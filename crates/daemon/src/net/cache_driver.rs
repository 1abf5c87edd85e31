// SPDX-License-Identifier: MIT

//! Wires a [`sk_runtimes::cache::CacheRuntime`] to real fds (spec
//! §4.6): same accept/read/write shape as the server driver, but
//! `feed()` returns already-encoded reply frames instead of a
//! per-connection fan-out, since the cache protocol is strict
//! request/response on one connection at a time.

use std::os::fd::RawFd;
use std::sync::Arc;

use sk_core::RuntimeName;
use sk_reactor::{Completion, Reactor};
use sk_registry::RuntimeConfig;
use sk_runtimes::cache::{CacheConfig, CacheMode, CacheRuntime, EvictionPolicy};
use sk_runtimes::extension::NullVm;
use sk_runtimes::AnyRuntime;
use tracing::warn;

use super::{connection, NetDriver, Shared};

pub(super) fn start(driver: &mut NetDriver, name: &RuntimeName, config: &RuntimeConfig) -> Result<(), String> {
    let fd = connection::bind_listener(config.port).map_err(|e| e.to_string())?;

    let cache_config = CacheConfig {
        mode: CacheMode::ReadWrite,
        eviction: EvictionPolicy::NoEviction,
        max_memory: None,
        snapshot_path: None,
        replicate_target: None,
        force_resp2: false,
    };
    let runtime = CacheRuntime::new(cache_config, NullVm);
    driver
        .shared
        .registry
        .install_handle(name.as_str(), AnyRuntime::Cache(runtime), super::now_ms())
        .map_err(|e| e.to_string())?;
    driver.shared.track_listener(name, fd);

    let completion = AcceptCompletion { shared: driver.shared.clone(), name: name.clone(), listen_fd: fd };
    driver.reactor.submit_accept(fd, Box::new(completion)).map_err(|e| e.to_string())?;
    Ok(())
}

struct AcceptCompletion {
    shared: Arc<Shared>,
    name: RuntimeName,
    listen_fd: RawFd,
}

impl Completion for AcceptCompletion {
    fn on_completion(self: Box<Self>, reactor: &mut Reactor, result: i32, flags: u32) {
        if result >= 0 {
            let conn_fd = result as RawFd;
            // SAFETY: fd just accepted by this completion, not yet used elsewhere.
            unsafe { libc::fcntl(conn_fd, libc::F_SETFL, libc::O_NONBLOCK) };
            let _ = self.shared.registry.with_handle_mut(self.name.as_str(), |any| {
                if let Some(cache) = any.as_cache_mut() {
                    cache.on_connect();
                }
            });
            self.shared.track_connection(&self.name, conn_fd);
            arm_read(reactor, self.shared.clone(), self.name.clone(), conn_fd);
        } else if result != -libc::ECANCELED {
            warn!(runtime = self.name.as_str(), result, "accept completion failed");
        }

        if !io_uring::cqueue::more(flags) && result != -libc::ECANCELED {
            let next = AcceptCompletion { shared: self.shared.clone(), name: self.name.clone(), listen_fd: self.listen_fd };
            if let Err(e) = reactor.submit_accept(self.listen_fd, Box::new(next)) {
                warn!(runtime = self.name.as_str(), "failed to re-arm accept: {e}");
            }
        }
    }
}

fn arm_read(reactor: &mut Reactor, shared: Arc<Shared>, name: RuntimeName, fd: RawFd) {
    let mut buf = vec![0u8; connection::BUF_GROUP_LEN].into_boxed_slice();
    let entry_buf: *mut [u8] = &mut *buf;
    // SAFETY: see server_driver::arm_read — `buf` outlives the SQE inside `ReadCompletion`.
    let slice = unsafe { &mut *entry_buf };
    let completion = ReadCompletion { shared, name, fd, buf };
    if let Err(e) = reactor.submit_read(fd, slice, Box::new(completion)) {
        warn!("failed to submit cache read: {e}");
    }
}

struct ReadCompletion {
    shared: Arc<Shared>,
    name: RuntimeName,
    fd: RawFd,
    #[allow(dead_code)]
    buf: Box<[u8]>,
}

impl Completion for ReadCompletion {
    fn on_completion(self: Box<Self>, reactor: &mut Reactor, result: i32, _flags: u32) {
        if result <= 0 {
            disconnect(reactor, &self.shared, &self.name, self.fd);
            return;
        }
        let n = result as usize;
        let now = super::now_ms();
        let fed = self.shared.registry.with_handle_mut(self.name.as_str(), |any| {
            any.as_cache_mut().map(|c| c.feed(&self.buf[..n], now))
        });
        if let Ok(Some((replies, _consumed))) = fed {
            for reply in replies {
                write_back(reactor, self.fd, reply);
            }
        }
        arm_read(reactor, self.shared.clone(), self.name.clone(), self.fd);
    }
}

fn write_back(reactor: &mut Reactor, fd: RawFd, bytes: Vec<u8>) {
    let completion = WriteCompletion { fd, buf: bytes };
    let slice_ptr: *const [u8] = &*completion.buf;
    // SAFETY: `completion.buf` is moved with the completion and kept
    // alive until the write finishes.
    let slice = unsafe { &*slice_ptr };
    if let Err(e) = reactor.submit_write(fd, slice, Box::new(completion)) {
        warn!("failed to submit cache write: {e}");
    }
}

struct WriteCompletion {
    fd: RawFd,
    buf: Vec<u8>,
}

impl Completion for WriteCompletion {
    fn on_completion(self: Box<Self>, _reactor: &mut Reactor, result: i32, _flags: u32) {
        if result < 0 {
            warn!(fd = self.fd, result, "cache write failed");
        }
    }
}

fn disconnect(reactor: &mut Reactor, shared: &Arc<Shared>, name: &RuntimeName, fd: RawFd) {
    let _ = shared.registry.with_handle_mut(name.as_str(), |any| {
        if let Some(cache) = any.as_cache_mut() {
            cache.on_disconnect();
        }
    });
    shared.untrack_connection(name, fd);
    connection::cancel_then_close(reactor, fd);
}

========================

> [EXERCISE DESCRIPTION] What lines of the data include the word "AnyRuntime"? Copy each of them.

> [WRITTEN RESPONSE]
use sk_runtimes::AnyRuntime;
        .install_handle(name.as_str(), AnyRuntime::Cache(runtime), super::now_ms())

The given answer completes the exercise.